_How to complete this task_. Search each line below for the word "format" and list those that contain it.

:::::

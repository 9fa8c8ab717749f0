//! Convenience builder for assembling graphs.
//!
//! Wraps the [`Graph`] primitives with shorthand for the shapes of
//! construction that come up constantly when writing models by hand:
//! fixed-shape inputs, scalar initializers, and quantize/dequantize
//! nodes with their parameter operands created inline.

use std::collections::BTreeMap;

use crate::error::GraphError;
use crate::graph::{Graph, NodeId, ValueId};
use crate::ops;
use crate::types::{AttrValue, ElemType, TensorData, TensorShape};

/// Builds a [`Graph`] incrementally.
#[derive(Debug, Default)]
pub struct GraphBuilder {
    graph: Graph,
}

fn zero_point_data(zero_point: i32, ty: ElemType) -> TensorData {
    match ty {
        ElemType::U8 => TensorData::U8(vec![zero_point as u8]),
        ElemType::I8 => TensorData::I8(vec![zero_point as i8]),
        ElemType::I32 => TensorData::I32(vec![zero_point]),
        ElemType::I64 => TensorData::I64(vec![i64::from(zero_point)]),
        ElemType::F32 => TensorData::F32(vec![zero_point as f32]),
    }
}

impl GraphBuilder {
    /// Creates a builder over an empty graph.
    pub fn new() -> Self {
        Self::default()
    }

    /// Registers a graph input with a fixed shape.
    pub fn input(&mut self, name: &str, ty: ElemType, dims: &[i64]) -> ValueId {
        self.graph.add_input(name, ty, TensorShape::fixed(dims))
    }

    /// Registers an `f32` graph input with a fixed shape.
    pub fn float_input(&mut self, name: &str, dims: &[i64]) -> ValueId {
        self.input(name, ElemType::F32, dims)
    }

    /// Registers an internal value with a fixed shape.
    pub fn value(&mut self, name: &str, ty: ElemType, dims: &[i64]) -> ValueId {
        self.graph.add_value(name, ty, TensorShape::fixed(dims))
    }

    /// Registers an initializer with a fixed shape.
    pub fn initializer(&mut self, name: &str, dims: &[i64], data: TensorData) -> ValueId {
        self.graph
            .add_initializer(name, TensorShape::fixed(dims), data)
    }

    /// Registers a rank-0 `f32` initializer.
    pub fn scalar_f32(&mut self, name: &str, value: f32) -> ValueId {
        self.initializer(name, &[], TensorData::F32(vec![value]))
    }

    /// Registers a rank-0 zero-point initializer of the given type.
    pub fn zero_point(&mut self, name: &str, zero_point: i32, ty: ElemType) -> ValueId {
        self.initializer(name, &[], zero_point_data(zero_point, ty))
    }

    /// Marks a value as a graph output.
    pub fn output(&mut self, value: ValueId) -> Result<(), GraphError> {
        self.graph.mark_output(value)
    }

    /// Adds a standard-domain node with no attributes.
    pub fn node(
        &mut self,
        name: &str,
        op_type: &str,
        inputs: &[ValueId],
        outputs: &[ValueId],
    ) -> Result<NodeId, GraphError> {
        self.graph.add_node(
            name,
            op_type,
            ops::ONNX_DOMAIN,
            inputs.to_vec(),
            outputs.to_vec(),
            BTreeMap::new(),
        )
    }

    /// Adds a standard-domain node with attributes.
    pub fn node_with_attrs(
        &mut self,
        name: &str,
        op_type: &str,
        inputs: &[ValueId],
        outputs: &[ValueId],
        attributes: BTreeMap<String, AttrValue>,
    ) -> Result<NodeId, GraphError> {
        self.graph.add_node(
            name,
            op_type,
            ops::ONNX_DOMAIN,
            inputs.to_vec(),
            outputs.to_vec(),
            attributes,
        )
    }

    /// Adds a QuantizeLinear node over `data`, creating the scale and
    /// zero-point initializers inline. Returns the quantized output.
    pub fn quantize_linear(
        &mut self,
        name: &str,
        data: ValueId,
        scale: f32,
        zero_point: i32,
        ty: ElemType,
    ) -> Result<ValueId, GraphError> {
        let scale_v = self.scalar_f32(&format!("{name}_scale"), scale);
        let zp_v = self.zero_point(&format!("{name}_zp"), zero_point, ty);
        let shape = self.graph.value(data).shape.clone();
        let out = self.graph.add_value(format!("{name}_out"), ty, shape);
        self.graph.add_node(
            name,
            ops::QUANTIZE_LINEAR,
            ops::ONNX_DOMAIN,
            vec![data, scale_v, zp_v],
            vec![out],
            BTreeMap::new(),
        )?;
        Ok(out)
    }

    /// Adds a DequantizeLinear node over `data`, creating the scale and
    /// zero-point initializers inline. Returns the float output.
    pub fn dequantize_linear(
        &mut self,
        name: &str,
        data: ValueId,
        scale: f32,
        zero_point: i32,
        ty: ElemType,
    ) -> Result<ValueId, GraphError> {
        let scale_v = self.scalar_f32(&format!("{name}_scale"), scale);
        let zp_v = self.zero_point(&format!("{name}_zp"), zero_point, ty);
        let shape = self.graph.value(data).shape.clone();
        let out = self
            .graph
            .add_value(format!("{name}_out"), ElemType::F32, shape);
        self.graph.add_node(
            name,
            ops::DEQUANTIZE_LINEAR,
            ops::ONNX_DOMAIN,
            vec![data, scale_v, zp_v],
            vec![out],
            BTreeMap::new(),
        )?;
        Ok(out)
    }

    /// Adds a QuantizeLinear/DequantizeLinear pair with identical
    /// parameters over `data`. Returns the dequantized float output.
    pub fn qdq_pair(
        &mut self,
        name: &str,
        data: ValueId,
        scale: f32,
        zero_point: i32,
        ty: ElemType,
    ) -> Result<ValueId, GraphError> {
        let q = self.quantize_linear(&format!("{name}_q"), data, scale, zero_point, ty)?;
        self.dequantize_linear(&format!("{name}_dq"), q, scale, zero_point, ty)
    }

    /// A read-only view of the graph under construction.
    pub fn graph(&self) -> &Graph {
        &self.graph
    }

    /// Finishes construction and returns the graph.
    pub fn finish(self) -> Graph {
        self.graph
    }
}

:::::

_Exercise solution_.
        let scale_v = self.scalar_f32(&format!("{name}_scale"), scale);
        let zp_v = self.zero_point(&format!("{name}_zp"), zero_point, ty);
        let out = self.graph.add_value(format!("{name}_out"), ty, shape);
        let scale_v = self.scalar_f32(&format!("{name}_scale"), scale);
        let zp_v = self.zero_point(&format!("{name}_zp"), zero_point, ty);
            .add_value(format!("{name}_out"), ElemType::F32, shape);
        let q = self.quantize_linear(&format!("{name}_q"), data, scale, zero_point, ty)?;
        self.dequantize_linear(&format!("{name}_dq"), q, scale, zero_point, ty)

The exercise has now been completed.